WHAT IS BEING ASKED: Among the lines below, return each one that contains the word "const".

--- SOURCE MATERIAL Enclosed Below ---

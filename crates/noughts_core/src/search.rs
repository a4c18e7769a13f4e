//! Exhaustive minimax search for the computer side.
//!
//! O is the maximizing side and X the minimizing side: a won line scores +1
//! for O, -1 for X, and a draw 0. The search is deliberately plain: no pruning,
//! no transposition table, no depth preference. Every continuation is visited
//! by placing a mark on the single shared board, recursing, and clearing the
//! square again, so the board is bit-for-bit unchanged when a call returns.
//!
//! Candidate squares are scanned row-major and only a strictly greater score
//! replaces the current best, so ties go to the first square in scan order.

use super::rules::evaluate;
use super::{Board, Outcome, Player, Position, Square};
use serde::{Deserialize, Serialize};
use tracing::{debug, instrument};

/// Score of a won game for O.
pub const O_WIN: i32 = 1;
/// Score of a won game for X.
pub const X_WIN: i32 = -1;
/// Score of a drawn game.
pub const DRAW: i32 = 0;

/// A candidate move for O and its minimax score.
#[derive(Debug, Clone, Copy, PartialEq, Eq, Serialize, Deserialize)]
pub struct ScoredMove {
    /// Square O would take.
    pub position: Position,
    /// Minimax value of the position after the move (X to move).
    pub score: i32,
}

/// Recursive walker; counts visited nodes for diagnostics.
#[derive(Debug, Default)]
struct Minimax {
    nodes: u64,
}

impl Minimax {
    fn score(&mut self, board: &mut Board, maximizing: bool) -> i32 {
        self.nodes += 1;

        match evaluate(board) {
            Outcome::Win(Player::O) => return O_WIN,
            Outcome::Win(Player::X) => return X_WIN,
            Outcome::Draw => return DRAW,
            Outcome::InProgress => {}
        }

        let (mark, mut best) = if maximizing {
            (Player::O, i32::MIN)
        } else {
            (Player::X, i32::MAX)
        };

        for pos in Position::ALL {
            if !board.is_empty(pos) {
                continue;
            }
            board.set(pos, Square::Occupied(mark));
            let score = self.score(board, !maximizing);
            board.set(pos, Square::Empty);

            best = if maximizing {
                best.max(score)
            } else {
                best.min(score)
            };
        }

        best
    }

    fn candidates(&mut self, board: &mut Board) -> Vec<ScoredMove> {
        let mut scored = Vec::with_capacity(9);
        for pos in Position::ALL {
            if !board.is_empty(pos) {
                continue;
            }
            board.set(pos, Square::Occupied(Player::O));
            let score = self.score(board, false);
            board.set(pos, Square::Empty);
            scored.push(ScoredMove {
                position: pos,
                score,
            });
        }
        scored
    }
}

/// Minimax value of `board` with O to move when `maximizing`, X otherwise.
///
/// The board is probed in place and restored before returning.
pub fn score(board: &mut Board, maximizing: bool) -> i32 {
    Minimax::default().score(board, maximizing)
}

/// Scores every empty square as a move for O, in row-major order.
///
/// Nothing is applied; the board is restored before returning.
#[instrument(skip(board), fields(board = %board.to_notation()))]
pub fn evaluate_moves(board: &mut Board) -> Vec<ScoredMove> {
    let mut search = Minimax::default();
    let scored = search.candidates(board);
    debug!(candidates = scored.len(), nodes = search.nodes, "Scored candidate moves");
    scored
}

/// Picks O's best move without applying it.
///
/// Returns `None` if the board has no empty square.
pub fn find_best_move(board: &mut Board) -> Option<ScoredMove> {
    select(&evaluate_moves(board))
}

/// Picks the highest-scoring candidate; on ties the earliest one wins.
pub fn select(candidates: &[ScoredMove]) -> Option<ScoredMove> {
    let mut best: Option<ScoredMove> = None;
    for &candidate in candidates {
        if best.is_none_or(|b| candidate.score > b.score) {
            best = Some(candidate);
        }
    }
    best
}

/// Picks O's best move and plays it on `board`.
///
/// Returns the chosen square, or `None` if the board has no empty square.
#[instrument(skip(board), fields(board = %board.to_notation()))]
pub fn best_move(board: &mut Board) -> Option<Position> {
    let chosen = find_best_move(board)?;
    board.set(chosen.position, Square::Occupied(Player::O));
    debug!(position = %chosen.position, score = chosen.score, "Computer chose move");
    Some(chosen.position)
}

--- End of Enclosed SOURCE MATERIAL ---

ANSWER TO THE EXERCISE:
pub const O_WIN: i32 = 1;
pub const X_WIN: i32 = -1;
pub const DRAW: i32 = 0;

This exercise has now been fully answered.